Check every line of the data and copy the ones where "Instant" appears.
Data below:
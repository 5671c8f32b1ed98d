//! Frame timing for the per-frame kernel parameters

use std::time::{Duration, Instant};

/// Longest time step a single frame may advance. A stall (window drag,
/// debugger) would otherwise launch every particle out of the area at once.
pub const MAX_TIME_STEP: f32 = 1.0 / 3.0;

#[derive(Debug, Clone, Copy, PartialEq)]
pub struct FrameTime {
    pub time_step: f32,
    pub elapsed: f32,
}

#[derive(Debug, Clone)]
pub struct FrameClock {
    start: Instant,
    last: Instant,
}

impl FrameClock {
    pub fn new() -> Self {
        Self::starting_at(Instant::now())
    }

    pub fn starting_at(start: Instant) -> Self {
        Self { start, last: start }
    }

    pub fn tick(&mut self) -> FrameTime {
        self.tick_at(Instant::now())
    }

    pub fn tick_at(&mut self, now: Instant) -> FrameTime {
        let delta = now.saturating_duration_since(self.last);
        self.last = now;
        FrameTime {
            time_step: delta.as_secs_f32().min(MAX_TIME_STEP),
            elapsed: now.saturating_duration_since(self.start).as_secs_f32(),
        }
    }

    pub fn elapsed(&self) -> Duration {
        self.last.saturating_duration_since(self.start)
    }
}

impl Default for FrameClock {
    fn default() -> Self {
        Self::new()
    }
}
End of Data.
## Answer section
use std::time::{Duration, Instant};
    start: Instant,
    last: Instant,
        Self::starting_at(Instant::now())
    pub fn starting_at(start: Instant) -> Self {
        self.tick_at(Instant::now())
    pub fn tick_at(&mut self, now: Instant) -> FrameTime {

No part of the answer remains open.